Term Insurance vs Traditional Life Insurance: Which Is Better?

By Sagar Narang
Term Insurance vs Traditional Life Insurance: Which Is Better?

Introduction

In India’s insurance market today, people often ask, “Which is better: term insurance or traditional life insurance?” Picking the right choice is important. This article looks at both options by comparing key factors like cost, purpose, flexibility, tax benefits, and real-life examples from IRDAI reports, industry studies, and recent news.

**What Are These Two Plans?
**
Term Insurance
Term insurance is a basic protection product that pays a death benefit if the individual who is covered by it passes away during a certain time frame (e.g., 10 to 40 years). Return-of-Premium (ROP) plans are costlier and typically give lesser returns than putting the premium difference separately in market-related choices like mutual funds.

Traditional Life Insurance
Also referred to as whole life, endowment, or saving-linked traditional plans, these policies combine life protection with savings or investments. They also offer a death benefit, as well as a maturity benefit if the individual is still alive after the term. They can also pay bonuses or cash value that may be accessed or borrowed against.

Premium Comparison
Term plans are typically 5-10 times lower in cost than conventional policies for the same sum assured, based on age and insurer, as they are protection-oriented. A ₹1 crore cover, for instance, would cost a 30-year-old ₹7,000 a year, compared with a comparable conventional plan that could be ₹25,000 a year.

Sum Assured Offered
Term insurance provides high coverage at low cost, which suits families requiring high financial protection. Typical plans provide lower coverage as they are more expensive with a savings feature. Benefits Beyond Well-being

Term Insurance
– Death benefit only (except ROP variants).
– No maturity benefit or cash value.
– Policy terminates without payment if you outlive the term (except ROP).

Traditional Plans
– Offer death benefit, maturity benefit, and bonuses.
– Build cash value over a period of time, which can be borrowed or surrendered.
– Paid-up/surrender value is provided if premiums are discontinued after a minimum duration of 2-3 years according to Insurance Regulatory and Development Authority (IRDAI) guidelines. Policies surrendered within this time can lapse without benefit.

**Flexibility & Simplicity
**
Term Insurance
– Extremely simple with negligible fine print.
– Optional riders (waiver of premium, accidental death, critical illness) can be included at a minimal additional cost.
– Flexible payout options (monthly income or lump sum) and coverage to age 99 are provided in some policies.

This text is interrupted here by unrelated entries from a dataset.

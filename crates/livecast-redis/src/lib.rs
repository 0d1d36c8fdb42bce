//! Livecast Redis
//!
//! Redis backing for the debounce gate, shared across processes.

pub mod client;
pub mod debounce;

pub use client::{init_pool, RedisError, RedisPool, RedisResult};
pub use debounce::RedisDebounceStore;
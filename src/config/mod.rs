//! Configuration module for the dashboard.

pub mod analysis;
pub mod endpoints;

mod debug; // Private: callers go through crate::config::DEBUG_FLAGS
pub use debug::DEBUG_FLAGS;

pub mod settings;

// Re-export commonly used items
pub use analysis::{ANALYSIS, AnalysisConfig, IndicatorSettings, NarrativeSettings};
pub use endpoints::{ENDPOINTS, HttpClientConfig};
pub use settings::{JsonFileStore, KeyValueStore, MemoryStore, UserSettings};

Traditional Life Insurance
– More intricate product design with bonus, loyalty additions, and investment elements.
– Less flexible with penalty, surrender charge, or forfeiture of bonus if terminated prematurely.

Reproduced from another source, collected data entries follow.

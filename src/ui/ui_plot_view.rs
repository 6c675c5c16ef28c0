use eframe::egui::{self, Color32};
use egui_plot::{Bar, BarChart, Corner, HLine, Legend, Line, LineStyle, Plot, PlotPoints, Points};
use itertools::{Itertools, MinMaxResult};

use crate::config::ANALYSIS;
use crate::domain::PricePoint;
use crate::indicators::IndicatorSeries;
use crate::models::Analysis;
use crate::ui::config::UI_CONFIG;
use crate::utils::time_utils::epoch_ms_to_chart_label;

/// Pairs each defined indicator value with the timestamp of its candle.
pub fn aligned_points(history: &[PricePoint], series: &IndicatorSeries) -> Vec<[f64; 2]> {
    history
        .iter()
        .zip(series)
        .filter_map(|(point, value)| value.map(|v| [point.timestamp_ms as f64, v]))
        .collect()
}

/// Y range covering every price plus the forecast, padded so lines do not
/// touch the frame. `None` for an empty chart.
pub fn price_bounds(points: &[PricePoint], extra: Option<f64>) -> Option<(f64, f64)> {
    let (lo, hi) = match points
        .iter()
        .map(|p| p.price)
        .chain(extra)
        .filter(|p| p.is_finite())
        .minmax()
    {
        MinMaxResult::NoElements => return None,
        MinMaxResult::OneElement(p) => (p, p),
        MinMaxResult::MinMax(lo, hi) => (lo, hi),
    };
    let pad = ((hi - lo) * 0.05).max(hi.abs() * 0.001);
    Some((lo - pad, hi + pad))
}

/// Index-based points for a bare value series; non-finite values are skipped.
pub fn sparkline_points(values: &[f64]) -> Vec<[f64; 2]> {
    values
        .iter()
        .enumerate()
        .filter(|(_, v)| v.is_finite())
        .map(|(i, &v)| [i as f64, v])
        .collect()
}

#[derive(Default)]
pub struct PlotView;

impl PlotView {
    pub fn new() -> Self {
        Self
    }

    /// Price chart: working series (history plus live ticks), EMA overlay,
    /// the next-candle forecast and a marker at the live price.
    pub fn show_price_plot(
        &self,
        ui: &mut egui::Ui,
        analysis: &Analysis,
        series: &[PricePoint],
        live_price: Option<f64>,
    ) {
        let points = if series.is_empty() {
            analysis.history.as_slice()
        } else {
            series
        };
        let forecast = analysis.forecast_price();
        let forecast_x = analysis
            .history
            .last()
            .map(|p| (p.timestamp_ms + analysis.interval.as_ms()) as f64);
        let bounds = price_bounds(points, forecast);

        let price_line: PlotPoints = points
            .iter()
            .map(|p| [p.timestamp_ms as f64, p.price])
            .collect();
        let ema_line = aligned_points(&analysis.history, &analysis.lines.ema);

        Plot::new("price_plot")
            .legend(Legend::default().position(Corner::LeftTop))
            .height(ui.available_height() * 0.6)
            .x_axis_formatter(|mark, _range| epoch_ms_to_chart_label(mark.value as i64))
            .label_formatter(|name, value| {
                let time = epoch_ms_to_chart_label(value.x as i64);
                if name.is_empty() {
                    format!("{}\n{:.4}", time, value.y)
                } else {
                    format!("{}\n{}: {:.4}", time, name, value.y)
                }
            })
            .allow_scroll(false)
            .show(ui, |plot_ui| {
                if let Some((lo, hi)) = bounds {
                    plot_ui.set_plot_bounds_y(lo..=hi);
                }
                plot_ui.line(
                    Line::new(analysis.symbol.as_str(), price_line)
                        .color(UI_CONFIG.colors.price_line)
                        .width(1.5),
                );
                if !ema_line.is_empty() {
                    plot_ui.line(
                        Line::new(
                            format!("EMA {}", ANALYSIS.indicators.ema_period),
                            PlotPoints::from(ema_line),
                        )
                        .color(UI_CONFIG.colors.ema_line)
                        .width(1.0),
                    );
                }
                if let (Some(x), Some(y)) = (forecast_x, forecast) {
                    plot_ui.points(
                        Points::new("Forecast", vec![[x, y]])
                            .color(UI_CONFIG.colors.forecast)
                            .radius(4.0),
                    );
                }
                if let Some(price) = live_price {
                    plot_ui.hline(
                        HLine::new("Live", price)
                            .color(UI_CONFIG.colors.neutral)
                            .style(LineStyle::dashed_loose()),
                    );
                }
            });
    }

    /// RSI with the overbought/oversold guides.
    pub fn show_rsi_plot(&self, ui: &mut egui::Ui, analysis: &Analysis) {
        let rsi = aligned_points(&analysis.history, &analysis.lines.rsi);
        let narrative = &ANALYSIS.narrative;
        Plot::new("rsi_plot")
            .height(90.0)
            .show_x(false)
            .x_axis_formatter(|mark, _range| epoch_ms_to_chart_label(mark.value as i64))
            .allow_scroll(false)
            .allow_zoom(false)
            .show(ui, |plot_ui| {
                plot_ui.set_plot_bounds_y(0.0..=100.0);
                plot_ui.hline(
                    HLine::new("Overbought", narrative.rsi_overbought)
                        .color(UI_CONFIG.colors.bearish)
                        .style(LineStyle::dashed_dense()),
                );
                plot_ui.hline(
                    HLine::new("Oversold", narrative.rsi_oversold)
                        .color(UI_CONFIG.colors.bullish)
                        .style(LineStyle::dashed_dense()),
                );
                plot_ui.line(
                    Line::new("RSI", PlotPoints::from(rsi)).color(UI_CONFIG.colors.price_line),
                );
            });
    }

    /// Small axis-less line, for series without timestamps.
    pub fn show_sparkline(&self, ui: &mut egui::Ui, id: &str, values: &[f64]) {
        let points = sparkline_points(values);
        Plot::new(id)
            .height(50.0)
            .show_axes(false)
            .show_grid(false)
            .allow_drag(false)
            .allow_scroll(false)
            .allow_zoom(false)
            .show(ui, |plot_ui| {
                plot_ui.line(
                    Line::new("", PlotPoints::from(points)).color(UI_CONFIG.colors.price_line),
                );
            });
    }

    /// MACD histogram bars, green above zero and red below.
    pub fn show_macd_plot(&self, ui: &mut egui::Ui, analysis: &Analysis) {
        let bar_width = analysis.interval.as_ms() as f64 * 0.8;
        let bars: Vec<Bar> = aligned_points(&analysis.history, &analysis.lines.macd_histogram)
            .into_iter()
            .map(|[x, y]| {
                let fill: Color32 = if y >= 0.0 {
                    UI_CONFIG.colors.bullish
                } else {
                    UI_CONFIG.colors.bearish
                };
                Bar::new(x, y).width(bar_width).fill(fill)
            })
            .collect();
        Plot::new("macd_plot")
            .height(90.0)
            .show_x(false)
            .x_axis_formatter(|mark, _range| epoch_ms_to_chart_label(mark.value as i64))
            .allow_scroll(false)
            .allow_zoom(false)
            .show(ui, |plot_ui| {
                plot_ui.bar_chart(BarChart::new("MACD histogram", bars));
            });
    }
}

#[cfg(test)]
mod tests {
    use super::*;

    fn history(prices: &[f64]) -> Vec<PricePoint> {
        prices
            .iter()
            .enumerate()
            .map(|(i, &price)| PricePoint {
                timestamp_ms: i as i64 * 1000,
                price,
            })
            .collect()
    }

    #[test]
    fn aligned_points_skip_warm_up() {
        let h = history(&[1.0, 2.0, 3.0]);
        let series = vec![None, Some(1.5), Some(2.5)];
        assert_eq!(aligned_points(&h, &series), vec![[1000.0, 1.5], [2000.0, 2.5]]);
    }

    #[test]
    fn bounds_include_forecast() {
        let h = history(&[10.0, 12.0]);
        let (lo, hi) = price_bounds(&h, Some(20.0)).unwrap();
        assert!(lo < 10.0 && hi > 20.0);
        assert!(price_bounds(&[], None).is_none());
    }

    #[test]
    fn sparkline_skips_gaps_but_keeps_positions() {
        assert_eq!(
            sparkline_points(&[1.0, f64::NAN, 3.0]),
            vec![[0.0, 1.0], [2.0, 3.0]]
        );
    }

    #[test]
    fn flat_series_still_gets_a_range() {
        let h = history(&[5.0]);
        let (lo, hi) = price_bounds(&h, None).unwrap();
        assert!(lo < 5.0 && hi > 5.0);
    }
}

Tax Benefits under the Indian Law
Both term and traditional policies are eligible for deductions in the Income Tax Act, 1961, under Section 80C (up to ₹1,50,000 annually) and tax-free death benefits under Section 10(10D). In the new tax regime (from FY 2023-24 onwards), deductions under Section 80C are not permitted. Also, premiums paid for life insurance attract Goods and Services Tax (GST) between 4.5% and 18%, depending on the product nature and premium payment mode. This will marginally impact the total
cost of ownership. Claim Settlement Ratios (CSR) IRDAI cites a claim settlement ratio of approximately 98% for life insurers during FY 2022-23. LIC had a CSR of 98.52%, whereas private insurers collectively had a CSR of 98.02%, as stated in the IRDAI Annual Report 2023-24.

Conclusion
Though term insurance surpasses in being cheap, offering a lot of coverage, being easy, and being flexible; traditional life insurance is worth it for those wanting a savings cum protection product. For the average working population, particularly for young income earners, term insurance and individual investments (SIPs, mutual funds, PPF, etc.) usually prove to be the wiser option for goals. First, define your financial goals: is it protection, investment, or both? This clarity will help you decide which plan fits you best.